Functionality of XML Schema was exploited to implement many features of the security module. Some of these features are:
  1. WSDL Based Validation
    Mechanism to prevent invalid and corrupt SOAP requests from reaching the server and limit messages to the once defined WSDLs. To achieve this, we developed an application that converted given WSDL into an XML Schema which when applied on the SOAP messages reports messages that do not conform to the WSDL definition.
  2. Web Services Access Control
    Limits a user's access to particular services or operations defined in the WSDL file. In addition converting WSDL into a XML Schema, our schema runtime had the ability to register callbacks on any element in the XML Schema.
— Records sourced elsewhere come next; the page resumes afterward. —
//! Simulator configuration.
//!
//! Supports loading configuration from:
//! 1. Configuration files (JSON)
//! 2. Environment variables (with QSIM_ prefix)
//!
//! Missing fields fall back to the defaults below.

use serde::{Deserialize, Serialize};
use std::path::Path;

use qsim_hal::{HalError, HalResult};

use crate::statevector::MAX_STATEVECTOR_QUBITS;

/// Tunables for [`SimulatorBackend`](crate::SimulatorBackend).
#[derive(Debug, Clone, PartialEq, Serialize, Deserialize)]
pub struct SimulatorConfig {
    /// Largest register accepted (memory is 16 bytes · 2^n)
    #[serde(default = "default_max_qubits")]
    pub max_qubits: u32,

    /// Largest shot count accepted per run
    #[serde(default = "default_max_shots")]
    pub max_shots: u32,

    /// Register width from which gate kernels split work across threads
    #[serde(default = "default_parallel_threshold")]
    pub parallel_threshold: u32,

    /// Sample shot batches on the rayon pool
    #[serde(default = "default_true")]
    pub parallel_shots: bool,

    /// Allowed |Σp − 1| before the distribution is renormalised
    #[serde(default = "default_norm_tolerance")]
    pub norm_tolerance: f64,
}

// Default value functions
fn default_max_qubits() -> u32 {
    24
}

fn default_max_shots() -> u32 {
    1_000_000
}

fn default_parallel_threshold() -> u32 {
    14
}

fn default_true() -> bool {
    true
}

fn default_norm_tolerance() -> f64 {
    1e-9
}

impl Default for SimulatorConfig {
    fn default() -> Self {
        Self {
            max_qubits: default_max_qubits(),
            max_shots: default_max_shots(),
            parallel_threshold: default_parallel_threshold(),
            parallel_shots: default_true(),
            norm_tolerance: default_norm_tolerance(),
        }
    }
}

impl SimulatorConfig {
    /// Load configuration from a JSON file.
    pub fn from_file<P: AsRef<Path>>(path: P) -> HalResult<Self> {
        let contents = std::fs::read_to_string(path.as_ref())?;
        Self::from_json(&contents)
    }

    /// Parse configuration from a JSON document.
    pub fn from_json(contents: &str) -> HalResult<Self> {
        let config: SimulatorConfig = serde_json::from_str(contents)?;
        config.validate()?;
        Ok(config)
    }

    /// Load configuration from environment variables.
    ///
    /// Unset or unparsable variables keep their default value.
    pub fn from_env() -> Self {
        Self::default().merge_env(|key| std::env::var(key).ok())
    }

    /// Override fields from a variable lookup.
    fn merge_env(mut self, lookup: impl Fn(&str) -> Option<String>) -> Self {
        if let Some(val) = lookup("QSIM_MAX_QUBITS").and_then(|v| v.parse().ok()) {
            self.max_qubits = val;
        }
        if let Some(val) = lookup("QSIM_MAX_SHOTS").and_then(|v| v.parse().ok()) {
            self.max_shots = val;
        }
        if let Some(val) = lookup("QSIM_PARALLEL_THRESHOLD").and_then(|v| v.parse().ok()) {
            self.parallel_threshold = val;
        }
        if let Some(val) = lookup("QSIM_PARALLEL_SHOTS").and_then(|v| v.parse().ok()) {
            self.parallel_shots = val;
        }
        if let Some(val) = lookup("QSIM_NORM_TOLERANCE").and_then(|v| v.parse().ok()) {
            self.norm_tolerance = val;
        }
        self
    }

    /// Validate the configuration.
    pub fn validate(&self) -> HalResult<()> {
        if self.max_qubits == 0 {
            return Err(HalError::Configuration(
                "max_qubits must be at least 1".into(),
            ));
        }
        if self.max_qubits > MAX_STATEVECTOR_QUBITS {
            return Err(HalError::Configuration(format!(
                "max_qubits {} exceeds the dense state-vector limit of {}",
                self.max_qubits, MAX_STATEVECTOR_QUBITS
            )));
        }
        if self.max_shots == 0 {
            return Err(HalError::Configuration(
                "max_shots must be at least 1".into(),
            ));
        }
        if !self.norm_tolerance.is_finite() || self.norm_tolerance <= 0.0 {
            return Err(HalError::Configuration(format!(
                "norm_tolerance must be a positive finite number, got {}",
                self.norm_tolerance
            )));
        }
        Ok(())
    }
}
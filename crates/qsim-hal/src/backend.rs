//! Backend trait and capabilities.
//!
//! ```text
//!   capabilities() ──→ validate() ──→ run()
//!    (&ref)            (circuit)      (circuit, options)
//! ```
//!
//! Execution is synchronous: a run performs no I/O and either returns a
//! complete [`ExecutionResult`] or fails without producing one.

use serde::{Deserialize, Serialize};

use qsim_ir::Circuit;

use crate::error::HalResult;
use crate::options::RunOptions;
use crate::result::ExecutionResult;

/// Static description of what a backend can run.
#[derive(Debug, Clone, PartialEq, Eq, Serialize, Deserialize)]
pub struct Capabilities {
    /// Name of the backend.
    pub name: String,
    /// Largest register the backend accepts.
    pub num_qubits: u32,
    /// Maximum number of shots per run.
    pub max_shots: u32,
    /// Whether this is a simulator.
    pub is_simulator: bool,
    /// Capability flags, e.g. `"statevector"`.
    #[serde(default, skip_serializing_if = "Vec::is_empty")]
    pub features: Vec<String>,
}

impl Capabilities {
    /// Create capabilities for a state-vector simulator.
    pub fn simulator(num_qubits: u32, max_shots: u32) -> Self {
        Self {
            name: "simulator".into(),
            num_qubits,
            max_shots,
            is_simulator: true,
            features: vec!["statevector".into()],
        }
    }

    /// Check for a capability flag.
    pub fn has_feature(&self, feature: &str) -> bool {
        self.features.iter().any(|f| f == feature)
    }
}

/// Result of checking a circuit against backend constraints.
#[derive(Debug, Clone, PartialEq, Eq)]
pub enum ValidationResult {
    /// Circuit can be run as-is.
    Valid,
    /// Circuit cannot run on this backend.
    Invalid {
        /// Why the circuit was rejected.
        reason: String,
    },
}

impl ValidationResult {
    /// Check if the circuit is runnable.
    pub fn is_valid(&self) -> bool {
        matches!(self, ValidationResult::Valid)
    }
}

/// Trait for circuit execution backends.
///
/// # Contract
///
/// - `capabilities()` is infallible and cached at construction time.
/// - `validate()` reports constraint violations without running anything.
/// - `run()` executes the whole circuit; the returned histogram sums to
///   exactly `options.num_shots()`.
pub trait Backend: Send + Sync {
    /// Get the name of this backend.
    fn name(&self) -> &str;

    /// Get the capabilities of this backend.
    fn capabilities(&self) -> &Capabilities;

    /// Validate a circuit against backend constraints.
    fn validate(&self, circuit: &Circuit) -> HalResult<ValidationResult>;

    /// Execute a circuit and sample its measurement statistics.
    fn run(&self, circuit: &Circuit, options: &RunOptions) -> HalResult<ExecutionResult>;
}

#[cfg(test)]
mod tests {
    use super::*;

    #[test]
    fn test_simulator_capabilities() {
        let caps = Capabilities::simulator(20, 100_000);
        assert!(caps.is_simulator);
        assert_eq!(caps.num_qubits, 20);
        assert!(caps.has_feature("statevector"));
        assert!(!caps.has_feature("mid_circuit_measurement"));
    }

    #[test]
    fn test_validation_result() {
        assert!(ValidationResult::Valid.is_valid());
        assert!(
            !ValidationResult::Invalid {
                reason: "too wide".into()
            }
            .is_valid()
        );
    }
}
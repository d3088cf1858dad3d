//! Circuit instructions combining gates with operands.

use serde::Serialize;

use crate::gate::Gate;
use crate::qubit::QubitId;

/// The kind of instruction in a circuit.
#[derive(Debug, Clone, PartialEq, Serialize)]
pub enum InstructionKind {
    /// A unitary gate applied to ordered targets.
    Gate(Gate),
    /// Measurement request over a set of qubits.
    Measure,
}

/// A complete instruction with operands.
///
/// For gates, `qubits` is the ordered target list matching the gate's
/// local basis ordering. For measurements it is the set of measured qubits.
#[derive(Debug, Clone, PartialEq, Serialize)]
pub struct Instruction {
    /// The kind of instruction.
    pub kind: InstructionKind,
    /// Qubits this instruction operates on.
    pub qubits: Vec<QubitId>,
}

impl Instruction {
    /// Create a gate instruction.
    pub fn gate(gate: impl Into<Gate>, qubits: impl IntoIterator<Item = QubitId>) -> Self {
        Self {
            kind: InstructionKind::Gate(gate.into()),
            qubits: qubits.into_iter().collect(),
        }
    }

    /// Create a single-qubit measurement instruction.
    pub fn measure(qubit: QubitId) -> Self {
        Self {
            kind: InstructionKind::Measure,
            qubits: vec![qubit],
        }
    }

    /// Create a multi-qubit measurement instruction.
    pub fn measure_many(qubits: impl IntoIterator<Item = QubitId>) -> Self {
        Self {
            kind: InstructionKind::Measure,
            qubits: qubits.into_iter().collect(),
        }
    }

    /// Get the name of this instruction.
    pub fn name(&self) -> &str {
        match &self.kind {
            InstructionKind::Gate(g) => g.name(),
            InstructionKind::Measure => "measure",
        }
    }

    /// Check if this is a gate.
    pub fn is_gate(&self) -> bool {
        matches!(self.kind, InstructionKind::Gate(_))
    }

    /// Check if this is a measurement.
    pub fn is_measure(&self) -> bool {
        matches!(self.kind, InstructionKind::Measure)
    }

    /// The gate, if this is a gate instruction.
    pub fn as_gate(&self) -> Option<&Gate> {
        match &self.kind {
            InstructionKind::Gate(g) => Some(g),
            InstructionKind::Measure => None,
        }
    }
}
This was used to implement ACLs for operations in the WSDL.
  3. SQL and Command Injection Protection
    Detect and block command injection attacks, commonly hidden as valid parameters. XML Schema facets support for regular expressions was exploited to prevent SQL and Command injection.
  4. Schema Structural and Data-type Validation
    As performance is critical for network devices, we had to provide different levels of support for XML Schema. When validation XML messages against XML Schema, we provided options to do only structural validation or structural and data-type validation. This was useful as data-type validation was too much of a performance hit for some applications.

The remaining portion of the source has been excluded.